Reproduce verbatim the lines of the material below, starting at the line with "(mid_x - half_w..=mid_x" and ending at the line with "Lateral drift and", both inclusive; skip the rest.

- - - -

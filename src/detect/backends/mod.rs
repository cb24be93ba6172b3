pub mod scripted;

pub use scripted::{ScriptedPath, ScriptedTracker};
use std::collections::VecDeque;
use std::time::Instant;

/// Speech priority. Hazard warnings jump ahead of narration.
#[derive(Clone, Copy, Debug, PartialEq, Eq, Hash)]
pub enum SpeechPriority {
    /// Narration from the cognitive loop.
    Low,
    /// Hazard warnings from the reflex loop.
    High,
}

#[derive(Clone, Debug)]
pub struct SpeechRequest {
    pub text: String,
    pub priority: SpeechPriority,
    pub enqueued_at: Instant,
}

impl SpeechRequest {
    pub fn new(text: impl Into<String>, priority: SpeechPriority) -> Self {
        Self {
            text: text.into(),
            priority,
            enqueued_at: Instant::now(),
        }
    }
}

/// Bounded two-tier queue: every high request leaves before any low one,
/// FIFO within a tier.
#[derive(Debug)]
pub struct PriorityQueue {
    high: VecDeque<SpeechRequest>,
    low: VecDeque<SpeechRequest>,
    capacity: usize,
}

impl PriorityQueue {
    pub fn new(capacity: usize) -> Self {
        Self {
            high: VecDeque::new(),
            low: VecDeque::new(),
            capacity: capacity.max(1),
        }
    }

    /// Push a request. Hands it back when the queue is full.
    pub fn push(&mut self, request: SpeechRequest) -> Result<(), SpeechRequest> {
        if self.len() >= self.capacity {
            return Err(request);
        }
        match request.priority {
            SpeechPriority::High => self.high.push_back(request),
            SpeechPriority::Low => self.low.push_back(request),
        }
        Ok(())
    }

    pub fn pop(&mut self) -> Option<SpeechRequest> {
        self.high.pop_front().or_else(|| self.low.pop_front())
    }

    pub fn len(&self) -> usize {
        self.high.len() + self.low.len()
    }

    pub fn is_empty(&self) -> bool {
        self.high.is_empty() && self.low.is_empty()
    }

    pub fn clear(&mut self) {
        self.high.clear();
        self.low.clear();
    }
}

#[cfg(test)]
mod tests {
    use super::*;

    #[test]
    fn high_before_low_fifo_within_tier() {
        let mut queue = PriorityQueue::new(8);
        for (text, priority) in [
            ("narration 1", SpeechPriority::Low),
            ("stop 1", SpeechPriority::High),
            ("narration 2", SpeechPriority::Low),
            ("stop 2", SpeechPriority::High),
        ] {
            queue.push(SpeechRequest::new(text, priority)).unwrap();
        }
        let order: Vec<String> = std::iter::from_fn(|| queue.pop()).map(|r| r.text).collect();
        assert_eq!(order, vec!["stop 1", "stop 2", "narration 1", "narration 2"]);
    }

    #[test]
    fn full_queue_rejects() {
        let mut queue = PriorityQueue::new(2);
        queue.push(SpeechRequest::new("a", SpeechPriority::Low)).unwrap();
        queue.push(SpeechRequest::new("b", SpeechPriority::Low)).unwrap();
        let rejected = queue
            .push(SpeechRequest::new("c", SpeechPriority::High))
            .unwrap_err();
        assert_eq!(rejected.text, "c");
        assert_eq!(queue.len(), 2);
    }
}
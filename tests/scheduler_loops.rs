use std::sync::{Arc, Mutex};
use std::time::{Duration, Instant};

use anyhow::{anyhow, Result};

use pathsense::narrate::Narrator;
use pathsense::{
    AlertConfig, AudioOutput, DetectionPoint, FallbackNarrator, Frame, HazardConfig,
    MovementConfig, ObjectTracker, SceneCaptioner, Scheduler, SchedulerConfig, SchedulerState,
    ScriptedTracker, SpeechConfig, SpeechDispatcher, StaticCaptioner, SyntheticConfig,
    SyntheticSource,
};

#[derive(Default)]
struct Recorder {
    spoken: Mutex<Vec<String>>,
    tones: Mutex<Vec<u32>>,
}

impl AudioOutput for Recorder {
    fn play_tone(&self, freq_hz: u32, duration: Duration) -> Result<()> {
        self.tones.lock().unwrap().push(freq_hz);
        std::thread::sleep(duration);
        Ok(())
    }

    fn speak(&self, text: &str) -> Result<()> {
        self.spoken.lock().unwrap().push(text.to_string());
        Ok(())
    }
}

struct CannedNarrator(&'static str);

impl Narrator for CannedNarrator {
    fn name(&self) -> &'static str {
        "canned"
    }

    fn narrate(&mut self, _caption: &str, movements: &[String]) -> Option<String> {
        Some(format!("{} ({} moving)", self.0, movements.len()))
    }
}

/// Scripted tracker that panics on one frame and fails on another.
struct FaultyTracker {
    inner: ScriptedTracker,
    panic_on: u64,
    fail_on: u64,
}

impl ObjectTracker for FaultyTracker {
    fn name(&self) -> &'static str {
        "faulty"
    }

    fn track(&mut self, frame: &Frame, frame_id: u64, timestamp: f64) -> Result<Vec<DetectionPoint>> {
        if frame_id == self.panic_on {
            panic!("tracker crashed on frame {}", frame_id);
        }
        if frame_id == self.fail_on {
            return Err(anyhow!("tracker lost frame {}", frame_id));
        }
        self.inner.track(frame, frame_id, timestamp)
    }
}

/// Captioner that panics the first time it is asked.
struct FlakyCaptioner {
    calls: u32,
}

impl SceneCaptioner for FlakyCaptioner {
    fn name(&self) -> &'static str {
        "flaky"
    }

    fn caption(&mut self, _frame: &Frame) -> Result<String> {
        self.calls += 1;
        if self.calls == 1 {
            panic!("captioner crashed");
        }
        Ok("A busy sidewalk.".to_string())
    }
}

fn scheduler(audio: Arc<Recorder>) -> Scheduler {
    let speech = Arc::new(SpeechDispatcher::spawn(audio, SpeechConfig::default()));
    Scheduler::new(
        SchedulerConfig {
            frame_queue_capacity: 128,
            ..SchedulerConfig::default()
        },
        AlertConfig::default(),
        HazardConfig::default(),
        MovementConfig::default(),
        speech,
    )
}

fn wait_until(mut done: impl FnMut() -> bool) -> bool {
    let deadline = Instant::now() + Duration::from_secs(5);
    while Instant::now() < deadline {
        if done() {
            return true;
        }
        std::thread::sleep(Duration::from_millis(10));
    }
    done()
}

#[test]
fn repeated_hazard_from_one_identity_is_spoken_once() -> Result<()> {
    let audio = Arc::new(Recorder::default());
    let scheduler = scheduler(audio.clone());
    scheduler.start(
        Box::new(ScriptedTracker::approaching_car(90)),
        Box::new(StaticCaptioner::new("A street with a car ahead.")),
        Box::new(FallbackNarrator),
    )?;

    for _ in 0..90 {
        assert!(scheduler.submit_frame(Frame::blank(16, 9)?).is_some());
    }
    assert!(wait_until(|| scheduler.stats().frames_processed == 90));
    assert!(wait_until(|| scheduler.speech().spoken() == 1));

    let stats = scheduler.stats();
    assert_eq!(stats.alerts_dispatched, 1);
    assert_eq!(stats.frames_dropped, 0);
    assert_eq!(stats.frame_errors, 0);

    scheduler.stop();
    assert_eq!(scheduler.state(), SchedulerState::Stopped);
    assert_eq!(
        *audio.spoken.lock().unwrap(),
        vec!["STOP! Car in front of you".to_string()]
    );
    assert_eq!(*audio.tones.lock().unwrap(), vec![800]);
    Ok(())
}

#[test]
fn trigger_speaks_caption_when_narrator_unavailable() -> Result<()> {
    let audio = Arc::new(Recorder::default());
    let scheduler = scheduler(audio.clone());
    scheduler.start(
        Box::new(ScriptedTracker::passing_car(30)),
        Box::new(StaticCaptioner::new("A quiet crossing.")),
        Box::new(FallbackNarrator),
    )?;

    // Nothing to narrate yet.
    assert!(scheduler.trigger());
    std::thread::sleep(Duration::from_millis(700));
    assert_eq!(scheduler.speech().spoken(), 0);

    for _ in 0..10 {
        scheduler.submit_frame(Frame::blank(16, 9)?);
    }
    assert!(wait_until(|| scheduler.stats().frames_processed == 10));
    assert!(scheduler.trigger());
    assert!(wait_until(|| scheduler.stats().narrations_completed == 1));
    assert!(wait_until(|| scheduler.speech().spoken() == 1));

    scheduler.stop();
    assert_eq!(
        *audio.spoken.lock().unwrap(),
        vec!["Scene: A quiet crossing.".to_string()]
    );
    Ok(())
}

#[test]
fn trigger_speaks_narration_with_movements() -> Result<()> {
    let audio = Arc::new(Recorder::default());
    let scheduler = scheduler(audio.clone());
    scheduler.start(
        Box::new(ScriptedTracker::passing_car(30)),
        Box::new(StaticCaptioner::default()),
        Box::new(CannedNarrator("A car passes in front of you.")),
    )?;

    for _ in 0..10 {
        scheduler.submit_frame(Frame::blank(16, 9)?);
    }
    assert!(wait_until(|| scheduler.stats().frames_processed == 10));
    assert!(scheduler.trigger());
    assert!(wait_until(|| scheduler.speech().spoken() == 1));

    scheduler.stop();
    assert_eq!(
        *audio.spoken.lock().unwrap(),
        vec!["A car passes in front of you. (1 moving)".to_string()]
    );
    Ok(())
}

#[test]
fn capture_runs_until_end_of_stream() -> Result<()> {
    let audio = Arc::new(Recorder::default());
    let scheduler = scheduler(audio);
    scheduler.start(
        Box::new(ScriptedTracker::passing_car(30)),
        Box::new(StaticCaptioner::default()),
        Box::new(FallbackNarrator),
    )?;

    let mut source = SyntheticSource::new(SyntheticConfig {
        url: "stub://test".to_string(),
        width: 16,
        height: 9,
        frames: Some(12),
    })?;
    scheduler.run_capture(&mut source)?;
    assert!(wait_until(|| scheduler.stats().frames_processed == 12));
    assert_eq!(scheduler.stats().frames_submitted, 12);

    scheduler.stop();
    scheduler.stop();
    assert_eq!(scheduler.state(), SchedulerState::Stopped);
    assert!(!scheduler.trigger());
    Ok(())
}

#[test]
fn tracker_failures_skip_only_their_frame() -> Result<()> {
    let audio = Arc::new(Recorder::default());
    let scheduler = scheduler(audio.clone());
    scheduler.start(
        Box::new(FaultyTracker {
            inner: ScriptedTracker::approaching_car(90),
            panic_on: 3,
            fail_on: 5,
        }),
        Box::new(StaticCaptioner::default()),
        Box::new(FallbackNarrator),
    )?;

    for _ in 0..90 {
        assert!(scheduler.submit_frame(Frame::blank(16, 9)?).is_some());
    }
    assert!(wait_until(|| scheduler.stats().frames_processed == 88));
    assert!(wait_until(|| scheduler.speech().spoken() == 1));

    let stats = scheduler.stats();
    assert_eq!(stats.frame_errors, 2);
    assert_eq!(stats.alerts_dispatched, 1);
    assert_eq!(scheduler.state(), SchedulerState::Running);

    scheduler.stop();
    assert_eq!(
        *audio.spoken.lock().unwrap(),
        vec!["STOP! Car in front of you".to_string()]
    );
    Ok(())
}

#[test]
fn captioner_panic_does_not_end_narration() -> Result<()> {
    let audio = Arc::new(Recorder::default());
    let scheduler = scheduler(audio.clone());
    scheduler.start(
        Box::new(ScriptedTracker::passing_car(30)),
        Box::new(FlakyCaptioner { calls: 0 }),
        Box::new(FallbackNarrator),
    )?;

    scheduler.submit_frame(Frame::blank(16, 9)?);
    assert!(wait_until(|| scheduler.stats().frames_processed == 1));

    assert!(scheduler.trigger());
    std::thread::sleep(Duration::from_millis(700));
    assert_eq!(scheduler.stats().narrations_completed, 0);

    assert!(scheduler.trigger());
    assert!(wait_until(|| scheduler.stats().narrations_completed == 1));
    assert!(wait_until(|| scheduler.speech().spoken() == 1));

    scheduler.stop();
    assert_eq!(
        *audio.spoken.lock().unwrap(),
        vec!["Scene: A busy sidewalk.".to_string()]
    );
    Ok(())
}
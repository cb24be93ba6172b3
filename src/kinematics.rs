//! 2D pixel-space kinematics over a trajectory snapshot.
//!
//! Everything here is a stateless heuristic: velocity is pixels per frame,
//! growth is bounding-box area percentage. Nothing is a physical distance.

use crate::detect::{BoundingBox, DetectionPoint};

#[derive(Debug, Clone)]
pub struct KinematicsConfig {
    /// Fraction of each frame dimension covered by the centered zone.
    pub center_zone_fraction: f64,
    /// Minimum decrease (px) in distance to frame center that counts as approach.
    pub min_approach_px: f64,
}

impl Default for KinematicsConfig {
    fn default() -> Self {
        Self {
            center_zone_fraction: 0.4,
            min_approach_px: 15.0,
        }
    }
}

/// Average velocity `(dx, dy)` in px/frame between the first and last point.
pub fn velocity(points: &[DetectionPoint]) -> (f64, f64) {
    let (Some(first), Some(last)) = (points.first(), points.last()) else {
        return (0.0, 0.0);
    };
    if points.len() < 2 {
        return (0.0, 0.0);
    }
    let frames = (points.len() - 1) as f64;
    (
        (last.center().0 - first.center().0) / frames,
        (last.center().1 - first.center().1) / frames,
    )
}

pub fn speed(v: (f64, f64)) -> f64 {
    v.0.hypot(v.1)
}

/// Percentage area change across the points within `window_secs` of the
/// latest timestamp.
pub fn area_growth(points: &[DetectionPoint], window_secs: f64) -> f64 {
    let Some(latest) = points.last() else {
        return 0.0;
    };
    let window_start = latest.timestamp() - window_secs;
    let mut in_window = points.iter().filter(|p| p.timestamp() >= window_start);
    let Some(oldest) = in_window.next() else {
        return 0.0;
    };
    let Some(newest) = in_window.last() else {
        return 0.0;
    };
    if oldest.area() == 0.0 {
        return 0.0;
    }
    (newest.area() - oldest.area()) / oldest.area() * 100.0
}

/// True when the box center lies inside the centered zone (bounds inclusive).
pub fn is_in_center_zone(bbox: &BoundingBox, frame_w: u32, frame_h: u32, fraction: f64) -> bool {
    let (cx, cy) = bbox.center();
    let (fw, fh) = (frame_w as f64, frame_h as f64);
    let half_w = fw * fraction / 2.0;
    let half_h = fh * fraction / 2.0;
    let (mid_x, mid_y) = (fw / 2.0, fh / 2.0);
    (mid_x - half_w..=mid_x + half_w).contains(&cx)
        && (mid_y - half_h..=mid_y + half_h).contains(&cy)
}

/// True when the distance to the frame center shrank by more than
/// `min_approach_px` between the first and last point. Lateral drift and
/// shake keep the distance roughly constant and fail this test.
pub fn is_approaching_center(
    points: &[DetectionPoint],
    frame_w: u32,
    frame_h: u32,
    min_approach_px: f64,
) -> bool {
    if points.len() < 2 {
        return false;
    }
    let (Some(first), Some(last)) = (points.first(), points.last()) else {
        return false;
    };
    let mid = (frame_w as f64 / 2.0, frame_h as f64 / 2.0);
    let dist = |p: &DetectionPoint| (p.center().0 - mid.0).hypot(p.center().1 - mid.1);
    dist(first) - dist(last) > min_approach_px
}

/// Fraction of the frame covered by the box.
pub fn area_ratio(bbox: &BoundingBox, frame_w: u32, frame_h: u32) -> f64 {
    let frame_area = frame_w as f64 * frame_h as f64;
    if frame_area == 0.0 {
        return 0.0;
    }
    bbox.area() / frame_area
}

#[cfg(test)]
mod tests {
    use super::*;

    fn pt(frame: u64, t: f64, cx: f64, cy: f64, area: f64) -> DetectionPoint {
        DetectionPoint::new(frame, t, BoundingBox::centered(cx, cy, area).unwrap(), "car", 0.9, Some(1))
            .unwrap()
    }

    #[test]
    fn uniform_motion_velocity() {
        let points: Vec<_> = (0..5)
            .map(|i| pt(i, i as f64 / 30.0, 100.0 + 10.0 * i as f64, 200.0, 400.0))
            .collect();
        let (dx, dy) = velocity(&points);
        assert!((dx - 10.0).abs() < 1e-9);
        assert!(dy.abs() < 1e-9);
        assert!((speed((dx, dy)) - 10.0).abs() < 1e-9);
    }

    #[test]
    fn velocity_needs_two_points() {
        assert_eq!(velocity(&[]), (0.0, 0.0));
        assert_eq!(velocity(&[pt(0, 0.0, 5.0, 5.0, 100.0)]), (0.0, 0.0));
    }

    #[test]
    fn area_growth_respects_window() {
        let points = vec![
            pt(0, 0.0, 0.0, 0.0, 100.0),
            pt(1, 1.0, 0.0, 0.0, 1000.0),
            pt(2, 2.0, 0.0, 0.0, 2000.0),
        ];
        // Only the last two points fall within 1.5 s of t=2.0.
        assert!((area_growth(&points, 1.5) - 100.0).abs() < 1e-6);
        assert!((area_growth(&points, 5.0) - 1900.0).abs() < 1e-6);
        // A single point in the window yields no growth.
        assert_eq!(area_growth(&points, 0.5), 0.0);
    }

    #[test]
    fn area_growth_zero_area_is_zero() {
        let zero = DetectionPoint::new(0, 0.0, BoundingBox::new(5.0, 5.0, 5.0, 5.0).unwrap(), "car", 0.5, None)
            .unwrap();
        let points = vec![zero, pt(1, 0.1, 5.0, 5.0, 100.0)];
        assert_eq!(area_growth(&points, 1.0), 0.0);
    }

    #[test]
    fn center_zone_membership() {
        let inside = BoundingBox::centered(640.0, 360.0, 100.0).unwrap();
        let edge = BoundingBox::centered(640.0 + 256.0, 360.0, 100.0).unwrap();
        let outside = BoundingBox::centered(100.0, 100.0, 100.0).unwrap();
        assert!(is_in_center_zone(&inside, 1280, 720, 0.4));
        assert!(is_in_center_zone(&edge, 1280, 720, 0.4));
        assert!(!is_in_center_zone(&outside, 1280, 720, 0.4));
    }

    #[test]
    fn approach_requires_net_decrease_beyond_threshold() {
        let toward = vec![pt(0, 0.0, 700.0, 400.0, 100.0), pt(1, 0.1, 640.0, 360.0, 100.0)];
        assert!(is_approaching_center(&toward, 1280, 720, 15.0));

        // Lateral drift around the center keeps the distance constant.
        let lateral = vec![pt(0, 0.0, 600.0, 360.0, 100.0), pt(1, 0.1, 680.0, 360.0, 100.0)];
        assert!(!is_approaching_center(&lateral, 1280, 720, 15.0));

        let small = vec![pt(0, 0.0, 660.0, 360.0, 100.0), pt(1, 0.1, 650.0, 360.0, 100.0)];
        assert!(!is_approaching_center(&small, 1280, 720, 15.0));
    }

    #[test]
    fn area_ratio_of_frame() {
        let bbox = BoundingBox::new(0.0, 0.0, 640.0, 720.0).unwrap();
        assert!((area_ratio(&bbox, 1280, 720) - 0.5).abs() < 1e-9);
    }
}
//! Serialized audio output.
//!
//! One speech worker drains a two-tier priority queue and is the only thread
//! that speaks. Alert tones run on a separate tone worker; the speech worker
//! waits (bounded) for a playing tone to finish so tones are never talked over.

mod queue;

pub use queue::{PriorityQueue, SpeechPriority, SpeechRequest};

use anyhow::Result;
use std::sync::atomic::{AtomicBool, Ordering};
use std::sync::mpsc::{self, Receiver, RecvTimeoutError, SyncSender, TrySendError};
use std::sync::{Arc, Condvar, Mutex, MutexGuard};
use std::thread::JoinHandle;
use std::time::{Duration, Instant};

use crate::worker::join_with_timeout;

/// Audio device. Both calls block until playback is done.
pub trait AudioOutput: Send + Sync {
    fn play_tone(&self, freq_hz: u32, duration: Duration) -> Result<()>;
    fn speak(&self, text: &str) -> Result<()>;
}

/// Audio output that writes to the log. Tones still take their duration so
/// timing behaves as with a real device.
#[derive(Debug, Default)]
pub struct LogAudio;

impl AudioOutput for LogAudio {
    fn play_tone(&self, freq_hz: u32, duration: Duration) -> Result<()> {
        log::info!("[tone] {} Hz for {} ms", freq_hz, duration.as_millis());
        std::thread::sleep(duration);
        Ok(())
    }

    fn speak(&self, text: &str) -> Result<()> {
        log::info!("[speech] {}", text);
        Ok(())
    }
}

#[derive(Debug, Clone)]
pub struct SpeechConfig {
    pub queue_capacity: usize,
    /// Longest time speech waits for a playing tone.
    pub tone_wait: Duration,
    /// Worker poll interval; bounds how long shutdown takes to be noticed.
    pub poll: Duration,
    pub join_timeout: Duration,
}

impl Default for SpeechConfig {
    fn default() -> Self {
        Self {
            queue_capacity: 16,
            tone_wait: Duration::from_millis(500),
            poll: Duration::from_millis(100),
            join_timeout: Duration::from_secs(2),
        }
    }
}

struct ToneRequest {
    freq_hz: u32,
    duration: Duration,
}

struct Shared {
    queue: Mutex<PriorityQueue>,
    queue_ready: Condvar,
    tone_playing: Mutex<bool>,
    tone_done: Condvar,
    running: AtomicBool,
    spoken: Mutex<u64>,
}

fn lock<T>(mutex: &Mutex<T>) -> MutexGuard<'_, T> {
    mutex.lock().unwrap_or_else(|poisoned| poisoned.into_inner())
}

pub struct SpeechDispatcher {
    shared: Arc<Shared>,
    tone_tx: Mutex<SyncSender<ToneRequest>>,
    workers: Mutex<Vec<(&'static str, JoinHandle<()>)>>,
    config: SpeechConfig,
}

impl SpeechDispatcher {
    /// Start the speech and tone workers over `audio`.
    pub fn spawn(audio: Arc<dyn AudioOutput>, config: SpeechConfig) -> Self {
        let shared = Arc::new(Shared {
            queue: Mutex::new(PriorityQueue::new(config.queue_capacity)),
            queue_ready: Condvar::new(),
            tone_playing: Mutex::new(false),
            tone_done: Condvar::new(),
            running: AtomicBool::new(true),
            spoken: Mutex::new(0),
        });
        let (tone_tx, tone_rx) = mpsc::sync_channel(1);

        let speech = {
            let shared = shared.clone();
            let audio = audio.clone();
            let config = config.clone();
            std::thread::spawn(move || run_speech(shared, audio, config))
        };
        let tone = {
            let shared = shared.clone();
            let poll = config.poll;
            std::thread::spawn(move || run_tone(shared, audio, tone_rx, poll))
        };

        Self {
            shared,
            tone_tx: Mutex::new(tone_tx),
            workers: Mutex::new(vec![("speech worker", speech), ("tone worker", tone)]),
            config,
        }
    }

    /// Queue text for speech without blocking. Returns false when the request
    /// was dropped (blank text, full queue or dispatcher stopped).
    pub fn enqueue(&self, text: &str, priority: SpeechPriority) -> bool {
        if text.trim().is_empty() {
            log::warn!("ignoring empty speech request");
            return false;
        }
        if !self.shared.running.load(Ordering::SeqCst) {
            return false;
        }
        let pushed = lock(&self.shared.queue).push(SpeechRequest::new(text, priority));
        match pushed {
            Ok(()) => {
                self.shared.queue_ready.notify_one();
                true
            }
            Err(dropped) => {
                log::warn!(
                    "speech queue full; dropping {:?} request: {}",
                    dropped.priority,
                    truncate(&dropped.text, 50)
                );
                false
            }
        }
    }

    /// Start an alert tone on the tone worker. Returns false if a tone is
    /// already playing or the dispatcher is stopped.
    pub fn play_tone(&self, freq_hz: u32, duration: Duration) -> bool {
        if !self.shared.running.load(Ordering::SeqCst) {
            return false;
        }
        {
            let mut playing = lock(&self.shared.tone_playing);
            if *playing {
                log::debug!("tone already playing; skipping");
                return false;
            }
            *playing = true;
        }
        let sent = lock(&self.tone_tx).try_send(ToneRequest { freq_hz, duration });
        match sent {
            Ok(()) => true,
            Err(TrySendError::Full(_)) | Err(TrySendError::Disconnected(_)) => {
                self.finish_tone();
                false
            }
        }
    }

    fn finish_tone(&self) {
        *lock(&self.shared.tone_playing) = false;
        self.shared.tone_done.notify_all();
    }

    pub fn is_tone_playing(&self) -> bool {
        *lock(&self.shared.tone_playing)
    }

    /// Requests waiting to be spoken.
    pub fn pending(&self) -> usize {
        lock(&self.shared.queue).len()
    }

    /// Utterances completed since start.
    pub fn spoken(&self) -> u64 {
        *lock(&self.shared.spoken)
    }

    pub fn is_running(&self) -> bool {
        self.shared.running.load(Ordering::SeqCst)
    }

    /// Stop both workers. Pending requests are discarded. Idempotent.
    pub fn shutdown(&self) {
        if !self.shared.running.swap(false, Ordering::SeqCst) {
            return;
        }
        let discarded = {
            let mut queue = lock(&self.shared.queue);
            let n = queue.len();
            queue.clear();
            n
        };
        if discarded > 0 {
            log::debug!("discarding {} pending speech requests", discarded);
        }
        self.shared.queue_ready.notify_all();
        self.shared.tone_done.notify_all();
        let workers: Vec<_> = lock(&self.workers).drain(..).collect();
        for (name, handle) in workers {
            join_with_timeout(handle, self.config.join_timeout, name);
        }
    }
}

impl Drop for SpeechDispatcher {
    fn drop(&mut self) {
        self.shutdown();
    }
}

fn run_speech(shared: Arc<Shared>, audio: Arc<dyn AudioOutput>, config: SpeechConfig) {
    log::debug!("speech worker started");
    while shared.running.load(Ordering::SeqCst) {
        let request = {
            let mut queue = lock(&shared.queue);
            match queue.pop() {
                Some(request) => request,
                None => {
                    let (guard, _) = shared
                        .queue_ready
                        .wait_timeout(queue, config.poll)
                        .unwrap_or_else(|poisoned| poisoned.into_inner());
                    drop(guard);
                    continue;
                }
            }
        };

        wait_for_tone(&shared, config.tone_wait);
        if !shared.running.load(Ordering::SeqCst) {
            break;
        }
        log::debug!(
            "speaking {:?} request after {} ms in queue",
            request.priority,
            request.enqueued_at.elapsed().as_millis()
        );
        if let Err(e) = audio.speak(&request.text) {
            log::error!("speech output failed: {}", e);
            continue;
        }
        *lock(&shared.spoken) += 1;
    }
    log::debug!("speech worker stopped");
}

fn wait_for_tone(shared: &Shared, max_wait: Duration) {
    let deadline = Instant::now() + max_wait;
    let mut playing = lock(&shared.tone_playing);
    while *playing {
        let now = Instant::now();
        if now >= deadline {
            log::debug!("tone still playing after {:?}; speaking anyway", max_wait);
            return;
        }
        let (guard, _) = shared
            .tone_done
            .wait_timeout(playing, deadline - now)
            .unwrap_or_else(|poisoned| poisoned.into_inner());
        playing = guard;
    }
}

fn run_tone(
    shared: Arc<Shared>,
    audio: Arc<dyn AudioOutput>,
    requests: Receiver<ToneRequest>,
    poll: Duration,
) {
    while shared.running.load(Ordering::SeqCst) {
        let request = match requests.recv_timeout(poll) {
            Ok(request) => request,
            Err(RecvTimeoutError::Timeout) => continue,
            Err(RecvTimeoutError::Disconnected) => break,
        };
        if let Err(e) = audio.play_tone(request.freq_hz, request.duration) {
            log::warn!("tone output failed: {}", e);
        }
        *lock(&shared.tone_playing) = false;
        shared.tone_done.notify_all();
    }
}

pub(crate) fn truncate(text: &str, max_chars: usize) -> String {
    match text.char_indices().nth(max_chars) {
        Some((idx, _)) => format!("{}...", &text[..idx]),
        None => text.to_string(),
    }
}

- - - -

REPLY:
    (mid_x - half_w..=mid_x + half_w).contains(&cx)
        && (mid_y - half_h..=mid_y + half_h).contains(&cy)
}

/// True when the distance to the frame center shrank by more than
/// `min_approach_px` between the first and last point. Lateral drift and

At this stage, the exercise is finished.